(Beginning of Information supplied)

/*!
 * Per-cue translation cache.
 *
 * Subtitles repeat short lines a lot ("Thank you.", "[Music]"). The cache
 * keeps translated cue texts per (text, source language, target language)
 * so that each distinct line is sent to the engine once. Clones share the
 * same storage.
 */

use std::collections::HashMap;
use std::sync::Arc;

use log::debug;
use parking_lot::RwLock;

/// Cache key combining cue text, source language, and target language
#[derive(Debug, Clone, PartialEq, Eq, Hash)]
struct CacheKey {
    text: String,
    source_language: String,
    target_language: String,
}

impl CacheKey {
    fn new(text: &str, source_language: &str, target_language: &str) -> Self {
        Self {
            text: text.to_string(),
            source_language: source_language.to_string(),
            target_language: target_language.to_string(),
        }
    }
}

/// Hit and miss counters of a cache
#[derive(Debug, Clone, Copy, Default, PartialEq)]
pub struct CacheStats {
    pub hits: usize,
    pub misses: usize,
    pub entries: usize,
}

impl CacheStats {
    /// Share of lookups answered from the cache
    pub fn hit_rate(&self) -> f64 {
        let total = self.hits + self.misses;
        if total > 0 { self.hits as f64 / total as f64 } else { 0.0 }
    }
}

#[derive(Debug, Default)]
struct CacheState {
    entries: HashMap<CacheKey, String>,
    hits: usize,
    misses: usize,
}

/// Translation cache shared between translations
#[derive(Debug, Clone)]
pub struct TranslationCache {
    state: Arc<RwLock<CacheState>>,
    enabled: bool,
}

impl TranslationCache {
    pub fn new(enabled: bool) -> Self {
        Self {
            state: Arc::new(RwLock::new(CacheState::default())),
            enabled,
        }
    }

    /// Cached translation of a cue text, if any
    pub fn get(&self, text: &str, source_language: &str, target_language: &str) -> Option<String> {
        if !self.enabled {
            return None;
        }

        let key = CacheKey::new(text, source_language, target_language);
        let mut state = self.state.write();
        match state.entries.get(&key).cloned() {
            Some(translation) => {
                state.hits += 1;
                debug!("Cache hit for '{}' ({} -> {})", truncate_text(text, 30), source_language, target_language);
                Some(translation)
            }
            None => {
                state.misses += 1;
                None
            }
        }
    }

    /// Remember the translation of a cue text
    pub fn store(&self, text: &str, source_language: &str, target_language: &str, translation: &str) {
        if !self.enabled {
            return;
        }

        let key = CacheKey::new(text, source_language, target_language);
        self.state.write().entries.insert(key, translation.to_string());
    }

    pub fn stats(&self) -> CacheStats {
        let state = self.state.read();
        CacheStats {
            hits: state.hits,
            misses: state.misses,
            entries: state.entries.len(),
        }
    }

    /// Drop all entries and reset the counters
    pub fn clear(&self) {
        *self.state.write() = CacheState::default();
        debug!("Translation cache cleared");
    }

    pub fn len(&self) -> usize {
        self.state.read().entries.len()
    }

    pub fn is_empty(&self) -> bool {
        self.state.read().entries.is_empty()
    }

    pub fn is_enabled(&self) -> bool {
        self.enabled
    }
}

impl Default for TranslationCache {
    fn default() -> Self {
        Self::new(true)
    }
}

/// Truncate text to a maximum number of characters with ellipsis
fn truncate_text(text: &str, max_chars: usize) -> String {
    match text.char_indices().nth(max_chars) {
        Some((index, _)) => format!("{}...", &text[..index]),
        None => text.to_string(),
    }
}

(End of Information supplied)

Assignment: The answer is the run of lines above from the line containing "pub fn len(&self)" through the line containing "impl Default for", copied exactly and alone.

Answer for this exercise:
    pub fn len(&self) -> usize {
        self.state.read().entries.len()
    }

    pub fn is_empty(&self) -> bool {
        self.state.read().entries.is_empty()
    }

    pub fn is_enabled(&self) -> bool {
        self.enabled
    }
}

impl Default for TranslationCache {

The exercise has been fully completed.